Fin qui, tutto ok. Ma a cosa serve? E’ utile, il quanto l‘adeguato grado di consapevolezza ci prende per mano, fin tanto che siamo alla ricerca degli individuali capi di riferimento. Non tutti possiamo indossare tutto, va da sé. Ma la scelta deriva non dal rinunciare a se stesse, bensì esattamente dal contrario. Vale a dire che, tra numerose opzioni, è nostro diritto avvicinarci a ciò che più ci assomiglia. Se l’uomo è la misura di tutte le cose, perché non pure noi donne?
Una volta esordito, quel che forse costa di più – fragili come siamo nel toccare certe corde – è tempo di intraprendere il cammino, che prevede accettazione e confidenza con la propria persona. Partire da come siamo, per stabilire cosa intendiamo diventare. E, poiché ogni essere umano è un unicum, il passo successivo consiste nel valorizzare i personali talenti.
Riassumendo, non è il corpo che deve adeguarsi all’abito, magari rincorrendo un ideale astratto, ma esattamente l’inverso. E a poco, spesso a nulla, serve nascondere. Occultare, sperando, così, di sfuggire al giudizio altrui. Nessuno ci potrà mai analizzare con la stessa severità che siamo avvezze riservarci da sole.
Un pensiero, che ci spinge a cadere negli errori più evidenti. Rigiriamo la frittata, invece. Partiamo da ciò che più amiamo; coltiviamone il germoglio, fino a farlo fiorire.
Più nel dettaglio, nel valutare cosa indossare, mai mortificare gli strumenti di cui ci ha fornite Madre Natura, ma attendere, piuttosto, ad una visione d’insieme, in cui i numeri espressi poc’anzi siano propedeutici a stabilire il baricentro di una nuova configurazione.
Nel gioco delle proporzioni – vi accorgerete – è lecito sbagliare, ma si tratta di errori contingenti. L’esperienza è una gran maestra…
Regoliamoci, pertanto, al momento degli acquisti, non solo attraverso le linee – più o meno squadrate – ma anche grazie ai tessuti, scivolati o non; i colori, sgargianti oppure opachi, tinta unita o fantasia…; consideriamo le lunghezze, dove sono posizionati i tagli, le cuciture e, soprattutto, non tralasciamo i dettagli. Una manica a tre quarti – ad esempio – allunga la sagoma. Così, le spalline aiutano la caduta del vestito. Capispalla a doppio petto valorizzano un tipo di femminilità più androgina; mentre, laddove le curve si mostrano burrose, consideriamo indumenti che prevedano cinture.
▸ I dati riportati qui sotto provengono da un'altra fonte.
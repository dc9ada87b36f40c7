// src/io/mod.rs
//
// Device I/O for the bridge: connection state, the record sink boundary,
// and the serial / Rad-8 driver modules.

// Core modules
pub mod codec; // Record codec trait and implementations
mod error;
pub mod retry;

// Device drivers
pub mod rad8;
pub mod serial;

pub use codec::RecordCodec;
pub use error::{InvalidOperation, IoError};
pub use rad8::{Rad8Codec, TelemetryRecord};

use serde::{Deserialize, Serialize};
use std::fmt;
use std::time::{SystemTime, UNIX_EPOCH};

// ============================================================================
// Shared Types
// ============================================================================

/// Get current time in microseconds since UNIX epoch
pub fn now_us() -> u64 {
    SystemTime::now()
        .duration_since(UNIX_EPOCH)
        .map(|d| d.as_micros() as u64)
        .unwrap_or(0)
}

/// Lifecycle of the serial connection.
///
/// `Discovering -> Idle -> Opening -> Listening -> (fault) -> Opening -> ...`
/// `Closing -> Closed` is reachable from every other state, and `Closed` is final.
#[derive(Clone, Copy, Debug, PartialEq, Eq, Serialize, Deserialize)]
#[serde(rename_all = "snake_case")]
pub enum ConnectionState {
    /// Looking for the serial port
    Discovering,
    /// Port found, not listening
    Idle,
    /// In the open/retry loop
    Opening,
    /// Port open, listener thread delivering records
    Listening,
    Closing,
    Closed,
}

impl ConnectionState {
    /// True once `close()` has started
    pub fn is_terminal(self) -> bool {
        matches!(self, ConnectionState::Closing | ConnectionState::Closed)
    }
}

impl fmt::Display for ConnectionState {
    fn fmt(&self, f: &mut fmt::Formatter<'_>) -> fmt::Result {
        let name = match self {
            ConnectionState::Discovering => "discovering",
            ConnectionState::Idle => "idle",
            ConnectionState::Opening => "opening",
            ConnectionState::Listening => "listening",
            ConnectionState::Closing => "closing",
            ConnectionState::Closed => "closed",
        };
        f.write_str(name)
    }
}

/// Receiver of decoded records.
///
/// Called on the listener thread, one record at a time, in arrival order.
/// A slow sink delays the next serial read.
pub trait EmissionSink: Send + Sync {
    fn on_record(&self, record: TelemetryRecord);
}

impl<F> EmissionSink for F
where
    F: Fn(TelemetryRecord) + Send + Sync,
{
    fn on_record(&self, record: TelemetryRecord) {
        self(record)
    }
}

#[cfg(test)]
mod tests {
    use super::*;

    #[test]
    fn test_terminal_states() {
        assert!(ConnectionState::Closing.is_terminal());
        assert!(ConnectionState::Closed.is_terminal());
        assert!(!ConnectionState::Listening.is_terminal());
        assert!(!ConnectionState::Discovering.is_terminal());
    }

    #[test]
    fn test_state_serializes_snake_case() {
        assert_eq!(
            serde_json::to_string(&ConnectionState::Listening).unwrap(),
            "\"listening\""
        );
        assert_eq!(ConnectionState::Opening.to_string(), "opening");
    }

    #[test]
    fn test_now_us_is_monotonic_enough() {
        let a = now_us();
        let b = now_us();
        assert!(a > 0);
        assert!(b >= a);
    }
}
Siete forti di fianchi? Un taglio sciancrato – magari aiutato da uno spacchetto posteriore – o, ancora, una martingala, faranno al caso vostro.
Tra i ‘mai più senza’ – i pezzi cult di stagione – non escludiamo, se filiformi, le gonne a matita, in gran rispolvero. Cuissardes, se dotate del famoso ‘stacco di coscia’. Pantaloni a palazzo, qualora i fianchi siano morbidi e, ancora, mantelle o cappe, se intendiamo mimetizzare, ma con classe. E, dall’abito alle scarpe, il passo è breve.
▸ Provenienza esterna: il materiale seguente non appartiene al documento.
// src/io/serial/utils.rs
//
// Serial line parameters and conversions to the serialport crate's types.

use serde::{Deserialize, Serialize};
use serialport::{DataBits, FlowControl, Parity as SpParity, StopBits};
use std::fmt;

// ============================================================================
// Types
// ============================================================================

/// Parity setting for serial port configuration
#[derive(Clone, Copy, Debug, PartialEq, Eq, Serialize, Deserialize, Default)]
#[serde(rename_all = "lowercase")]
pub enum Parity {
    #[default]
    None,
    Odd,
    Even,
}

/// Line parameters used when opening the port
#[derive(Clone, Copy, Debug, PartialEq, Eq, Serialize, Deserialize)]
pub struct LineParams {
    pub baud_rate: u32,
    pub data_bits: u8,
    pub stop_bits: u8,
    pub parity: Parity,
}

impl LineParams {
    /// Rad-8 serial output: 9600 baud, 8 data bits, no parity, 1 stop bit
    pub const RAD8: LineParams = LineParams {
        baud_rate: 9600,
        data_bits: 8,
        stop_bits: 1,
        parity: Parity::None,
    };
}

impl Default for LineParams {
    fn default() -> Self {
        Self::RAD8
    }
}

impl fmt::Display for LineParams {
    /// `9600-8-N-1`
    fn fmt(&self, f: &mut fmt::Formatter<'_>) -> fmt::Result {
        write!(
            f,
            "{}-{}-{}-{}",
            self.baud_rate,
            self.data_bits,
            match self.parity {
                Parity::None => 'N',
                Parity::Odd => 'O',
                Parity::Even => 'E',
            },
            self.stop_bits
        )
    }
}

// ============================================================================
// Conversion Functions
// ============================================================================

/// Convert our Parity enum to serialport crate's Parity type
pub fn to_serialport_parity(p: &Parity) -> SpParity {
    match p {
        Parity::None => SpParity::None,
        Parity::Odd => SpParity::Odd,
        Parity::Even => SpParity::Even,
    }
}

/// Convert data bits count to serialport crate's DataBits type
pub fn to_serialport_data_bits(bits: u8) -> DataBits {
    match bits {
        5 => DataBits::Five,
        6 => DataBits::Six,
        7 => DataBits::Seven,
        _ => DataBits::Eight,
    }
}

/// Convert stop bits count to serialport crate's StopBits type
pub fn to_serialport_stop_bits(bits: u8) -> StopBits {
    match bits {
        2 => StopBits::Two,
        _ => StopBits::One,
    }
}

/// The monitor has no handshake lines wired
pub fn flow_control() -> FlowControl {
    FlowControl::None
}

// ============================================================================
// Tests
// ============================================================================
Nella vastità della scelta, partite dalla considerazione che le decolleté sono un passepartout. Se ‘nude’, impareggiabili. Cipria o beige, a seconda del relativo sottotono della pelle, compensano gli equilibri ed indossate senza calze non vantano rivali. In quanto, poi, ai tacchi, regolatevi in base alle caviglie. Sono sottili? Orientatevi su silhouette più fini. Diversamente, ripiegate sui robusti, qualora il polpaccio lo richieda.